2) Perlawanan di Singaparna (Tasikmalaya)
Singaparna, Tasikmalaya, menjadi salah satu wilayah yang berhasil di duduki oleh Jepang. Pada masa itu, rakyat Singaparna dipaksa untuk mengikuti upacara Seikerei. Upacara Seikerei merupakan upacara penghormatan kepada kaisar Jepang dengan cara membungkuk kearah matahari terbit. Dengan cara seperti ini, masyarakat Singaparna merasa sangat dipermalukan dan dilecehkan. Selain itu, mereka juga merasa menderita karena diperlakukan secara sewenang-wenang dan kasar oleh Jepang. Akibatnya, pada bulan Februari 1944, rakyat Singaparna melakukan perlawanan terhadap Jepang. Pasukan perlawanan dipimpin oleh Kiai Zainal Mustofa. Akan tetapi Jepang berhasil menangkap Kiai Zainal Mustofa pada tanggal 25 Februari 1944, dan pada tanggal 25 Oktober 1944, Kiai Zainal harus menghentikan perjuangannya setelah beliau dihukum mati.

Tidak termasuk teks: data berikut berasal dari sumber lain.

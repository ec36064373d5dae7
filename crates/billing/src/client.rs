//! Stripe client wrapper
//!
//! Explicit configuration instead of a module-level singleton, so handlers
//! and tests construct their own clients.

use std::sync::Arc;

use stripe::{Product, ProductId, Subscription, SubscriptionId};

use crate::error::{BillingError, BillingResult};

/// Stripe price ids for the plans we sell.
#[derive(Debug, Clone)]
pub struct PriceIds {
    pub monthly: String,
    pub yearly: String,
    /// One-time 10-credit pack; optional because self-hosted deployments
    /// may not sell credits through Stripe.
    pub credits10: Option<String>,
}

/// Stripe configuration.
#[derive(Debug, Clone)]
pub struct StripeConfig {
    pub secret_key: String,
    pub webhook_secret: String,
    pub price_ids: PriceIds,
    /// Base URL for checkout redirect targets.
    pub app_url: String,
}

impl StripeConfig {
    pub fn from_env() -> BillingResult<Self> {
        let require = |key: &str| {
            std::env::var(key).map_err(|_| BillingError::Config(format!("{key} is not set")))
        };
        Ok(Self {
            secret_key: require("STRIPE_SECRET_KEY")?,
            webhook_secret: require("STRIPE_WEBHOOK_SECRET")?,
            price_ids: PriceIds {
                monthly: require("STRIPE_PRICE_ID_MONTHLY")?,
                yearly: require("STRIPE_PRICE_ID_YEARLY")?,
                credits10: std::env::var("STRIPE_PRICE_ID_CREDITS_10").ok(),
            },
            app_url: std::env::var("APP_URL")
                .unwrap_or_else(|_| "http://localhost:3000".to_string()),
        })
    }
}

/// Shared Stripe API client.
#[derive(Clone)]
pub struct StripeClient {
    client: stripe::Client,
    config: Arc<StripeConfig>,
}

impl StripeClient {
    pub fn new(config: StripeConfig) -> Self {
        let client = stripe::Client::new(config.secret_key.clone());
        Self {
            client,
            config: Arc::new(config),
        }
    }

    pub fn from_env() -> BillingResult<Self> {
        Ok(Self::new(StripeConfig::from_env()?))
    }

    pub fn inner(&self) -> &stripe::Client {
        &self.client
    }

    pub fn config(&self) -> &StripeConfig {
        &self.config
    }

    /// Retrieve a subscription by its id.
    pub async fn get_subscription(&self, subscription_id: &str) -> BillingResult<Subscription> {
        let id: SubscriptionId = subscription_id
            .parse()
            .map_err(|_| BillingError::Internal(format!("invalid subscription id {subscription_id}")))?;
        Ok(Subscription::retrieve(&self.client, &id, &[]).await?)
    }

    /// Retrieve a product by its id (for tier metadata lookup).
    pub async fn get_product(&self, product_id: &str) -> BillingResult<Product> {
        let id: ProductId = product_id
            .parse()
            .map_err(|_| BillingError::Internal(format!("invalid product id {product_id}")))?;
        Ok(Product::retrieve(&self.client, &id, &[]).await?)
    }
}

bentuk perlawanan rakyat indonesia
K.H. Zainal Mustofa (Sumber: en.wikipedia.org)

3) Perlawanan di Indramayu
Indramayu mendapatkan perlakuan yang sama oleh Jepang, masyarakat Indramayu dipaksa menjadi romusha, bekerja di bawah tekanan dan diperlakukan secara sewenang-wenang. Oleh karena itu, masyarakat Indramayu juga melakukan perlawanan terhadap Jepang. Pemberontakan tersebut terjadi di Desa Kaplongan pada bulan April 1944. Selanjutnya beberapa bulan kemudian, tepatnya tanggal 30 Juli 1944 terjadi pemberontakan di Desa Cidempet, Kecamatan Loh Bener.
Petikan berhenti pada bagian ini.